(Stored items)
__________________________________________________
use log::{debug, error, info, warn};
use std::net::Ipv4Addr;
use tokio::sync::{broadcast, mpsc};

use super::events::{DeviceUpdate, LinkOperation, LinkUpdate, TopologyEvent};
use super::route_manager::RouteManager;
use super::rules::RuleCommand;
use crate::algorithms::calculate_host_routes;
use crate::config::RoutingConfig;
use crate::network::{Host, Topology, TopologyStore};
use crate::switch_commands::{LinkFeed, SwitchRegistry};
use crate::{DeviceId, SwitchId, TableId};

#[derive(Debug, Clone, PartialEq, Eq)]
pub enum RecomputeScope {
    None,
    Host(DeviceId),
    Full,
}

/// Result of one event: what was recomputed and the commands to push, in order.
#[derive(Debug)]
pub struct Dispatch {
    pub scope: RecomputeScope,
    pub commands: Vec<RuleCommand>,
}

impl Dispatch {
    fn none() -> Self {
        Self {
            scope: RecomputeScope::None,
            commands: Vec::new(),
        }
    }
}

/// Sole writer of the topology store and the route shadow.
///
/// Each event runs mutate, snapshot, solve and diff to completion before the
/// next one is looked at. Commands leave through an unbounded channel, so
/// switch I/O never holds up the next event.
pub struct EventDispatcher {
    store: TopologyStore,
    routes: RouteManager,
    commands: mpsc::UnboundedSender<Vec<RuleCommand>>,
}

impl EventDispatcher {
    pub fn new(
        config: &RoutingConfig,
        store: TopologyStore,
        commands: mpsc::UnboundedSender<Vec<RuleCommand>>,
    ) -> Self {
        Self {
            store,
            routes: RouteManager::new(config),
            commands,
        }
    }

    pub fn table(&self) -> TableId {
        self.routes.table()
    }

    pub fn routes(&self) -> &RouteManager {
        &self.routes
    }

    pub fn store(&self) -> &TopologyStore {
        &self.store
    }

    pub async fn run(
        mut self,
        mut events: mpsc::Receiver<TopologyEvent>,
        mut shutdown: broadcast::Receiver<()>,
    ) {
        info!("Event dispatcher started (table {})", self.table());

        loop {
            tokio::select! {
                biased;
                event = events.recv() => match event {
                    Some(event) => {
                        self.handle_event(event).await;
                    }
                    None => {
                        debug!("Event queue closed");
                        break;
                    }
                },
                _ = shutdown.recv() => {
                    while let Ok(event) = events.try_recv() {
                        self.handle_event(event).await;
                    }
                    debug!("Event dispatcher shutting down");
                    break;
                }
            }
        }
    }

    pub async fn handle_event(&mut self, event: TopologyEvent) -> RecomputeScope {
        let kind = event.kind();
        let dispatch = self.apply(event).await;
        debug!(
            "{} handled: {:?}, {} command(s)",
            kind,
            dispatch.scope,
            dispatch.commands.len()
        );
        self.publish(dispatch.commands);
        dispatch.scope
    }

    /// Rebuilds switches and links from the collaborators, keeps known hosts,
    /// then purges and recomputes everything.
    pub async fn resync(&mut self, registry: &dyn SwitchRegistry, feed: &dyn LinkFeed) -> RecomputeScope {
        let dispatch = self.apply_resync(registry, feed).await;
        self.publish(dispatch.commands);
        dispatch.scope
    }

    pub async fn apply_resync(&mut self, registry: &dyn SwitchRegistry, feed: &dyn LinkFeed) -> Dispatch {
        let switches = registry.list_connected_switches();
        let links = feed.current_links();
        let snapshot = self
            .store
            .update(|t| {
                t.replace_graph(switches, links);
                t.clone()
            })
            .await;
        self.full_recompute(&snapshot)
    }

    fn publish(&self, commands: Vec<RuleCommand>) {
        if commands.is_empty() {
            return;
        }
        let count = commands.len();
        if self.commands.send(commands).is_err() {
            error!("Rule pusher is gone, dropping {} command(s)", count);
        }
    }

    /// Applies one event and returns the resulting commands without sending them.
    pub async fn apply(&mut self, event: TopologyEvent) -> Dispatch {
        match event {
            TopologyEvent::SwitchAdded { switch, ports } => {
                info!("Switch s{} added", switch);
                let snapshot = self
                    .store
                    .update(|t| {
                        t.add_switch(switch, ports);
                        t.clone()
                    })
                    .await;
                self.full_recompute(&snapshot)
            }
            TopologyEvent::SwitchRemoved { switch } => {
                info!("Switch s{} removed", switch);
                let (removed, snapshot) = self
                    .store
                    .update(|t| (t.remove_switch(switch), t.clone()))
                    .await;
                if !removed {
                    return Dispatch::none();
                }
                self.routes.forget_switch(switch);
                self.full_recompute(&snapshot)
            }
            TopologyEvent::SwitchPortChanged { switch, port, change } => {
                // link discovery reports the consequences separately
                self.store
                    .update(|t| t.set_port(switch, port, change.enables()))
                    .await;
                Dispatch::none()
            }
            TopologyEvent::LinksUpdated { updates } => self.links_updated(&updates).await,
            TopologyEvent::HostAdded(update) | TopologyEvent::HostIpChanged(update) => {
                self.host_updated(update).await
            }
            TopologyEvent::HostMoved(update) => self.host_moved(update).await,
            TopologyEvent::HostRemoved { device } => self.host_removed(&device).await,
        }
    }

    async fn links_updated(&mut self, updates: &[LinkUpdate]) -> Dispatch {
        let mut switch_links = Vec::new();

        for update in updates {
            if update.is_host_link() {
                // host attachment is tracked through device events
                info!("Link s{}:{} -> host updated", update.src, update.src_port);
                continue;
            }

            info!(
                "Link s{}:{} -> s{}:{} {:?}",
                update.src, update.src_port, update.dst, update.dst_port, update.operation
            );
            switch_links.push((update.link(), update.operation == LinkOperation::Up));
        }

        if switch_links.is_empty() {
            return Dispatch::none();
        }

        let snapshot = self
            .store
            .update(|t| {
                for (link, up) in &switch_links {
                    t.remove_stale_links(link);
                    if *up {
                        t.add_link(*link);
                    } else {
                        t.remove_link(link);
                    }
                }
                t.clone()
            })
            .await;
        self.full_recompute(&snapshot)
    }

    async fn host_updated(&mut self, update: DeviceUpdate) -> Dispatch {
        let Some(ipv4) = update.ipv4 else {
            debug!("Host {} has no IPv4 address", update.device);
            return self.host_removed(&update.device).await;
        };

        let host = Host::new(update.device.clone(), ipv4, update.attachment);
        let (previous, snapshot) = self
            .store
            .update(|t| (t.upsert_host(host.clone()), t.clone()))
            .await;

        let mut commands = Vec::new();
        if let Some(old) = previous {
            if !old.same_location(&host) {
                commands.extend(self.routes.purge_host(old.ipv4, &snapshot.switch_ids()));
                commands.extend(self.reroute_other_holder(old.ipv4, &host.device, &snapshot));
            }
        }
        commands.extend(self.routes.sync_host(&calculate_host_routes(&snapshot, &host)));

        Dispatch {
            scope: RecomputeScope::Host(update.device),
            commands,
        }
    }

    async fn host_moved(&mut self, update: DeviceUpdate) -> Dispatch {
        let (Some(ipv4), Some(attachment)) = (update.ipv4, update.attachment) else {
            return self.host_removed(&update.device).await;
        };
        info!("Host {} moved to {}", update.device, attachment);

        let host = Host::new(update.device.clone(), ipv4, Some(attachment));
        let (previous, snapshot) = self
            .store
            .update(|t| (t.upsert_host(host.clone()), t.clone()))
            .await;

        let mut commands = Vec::new();
        if let Some(old) = previous {
            commands.extend(self.routes.purge_host(old.ipv4, &snapshot.switch_ids()));
            commands.extend(self.reroute_other_holder(old.ipv4, &host.device, &snapshot));
        }
        commands.extend(self.routes.sync_host(&calculate_host_routes(&snapshot, &host)));

        Dispatch {
            scope: RecomputeScope::Host(update.device),
            commands,
        }
    }

    async fn host_removed(&mut self, device: &str) -> Dispatch {
        let (removed, snapshot) = self
            .store
            .update(|t| (t.remove_host(device), t.clone()))
            .await;

        let Some(host) = removed else {
            return Dispatch::none();
        };
        info!("Host {} is no longer routable", host);

        let mut commands = self.routes.purge_host(host.ipv4, &snapshot.switch_ids());
        commands.extend(self.reroute_other_holder(host.ipv4, &host.device, &snapshot));

        Dispatch {
            scope: RecomputeScope::None,
            commands,
        }
    }

    /// Rules are keyed by address, so a purge also wipes any other device
    /// still claiming `ipv4`. Routes it again when one exists.
    fn reroute_other_holder(&mut self, ipv4: Ipv4Addr, device: &str, snapshot: &Topology) -> Vec<RuleCommand> {
        let Some(holder) = snapshot
            .list_hosts()
            .find(|h| h.ipv4 == ipv4 && h.device != device)
        else {
            return Vec::new();
        };
        warn!(
            "{} is also claimed by {}, rerouting it after purging {}",
            ipv4, holder.device, device
        );
        self.routes.sync_host(&calculate_host_routes(snapshot, holder))
    }

    fn full_recompute(&mut self, snapshot: &Topology) -> Dispatch {
        let switches: Vec<SwitchId> = snapshot.switch_ids();
        let hosts: Vec<&Host> = snapshot.list_hosts().collect();
        info!(
            "Full recompute of {} host(s) over {} switch(es), topology generation {} ({})",
            hosts.len(),
            switches.len(),
            snapshot.generation,
            snapshot.updated_at.format("%H:%M:%S%.3f")
        );

        let mut commands = Vec::new();
        for host in &hosts {
            commands.extend(self.routes.purge_host(host.ipv4, &switches));
        }
        for host in &hosts {
            commands.extend(self.routes.sync_host(&calculate_host_routes(snapshot, host)));
        }

        Dispatch {
            scope: RecomputeScope::Full,
            commands,
        }
    }
}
__________________________________________________
- **WORK TO COMPLETE**
Please make an exact copy of the lines from the one holding "let hosts: Vec<&Host>" through the final line of the records above, nothing more.

- **RESULT OF THE EXERCISE**
        let hosts: Vec<&Host> = snapshot.list_hosts().collect();
        info!(
            "Full recompute of {} host(s) over {} switch(es), topology generation {} ({})",
            hosts.len(),
            switches.len(),
            snapshot.generation,
            snapshot.updated_at.format("%H:%M:%S%.3f")
        );

        let mut commands = Vec::new();
        for host in &hosts {
            commands.extend(self.routes.purge_host(host.ipv4, &switches));
        }
        for host in &hosts {
            commands.extend(self.routes.sync_host(&calculate_host_routes(snapshot, host)));
        }

        Dispatch {
            scope: RecomputeScope::Full,
            commands,
        }
    }
}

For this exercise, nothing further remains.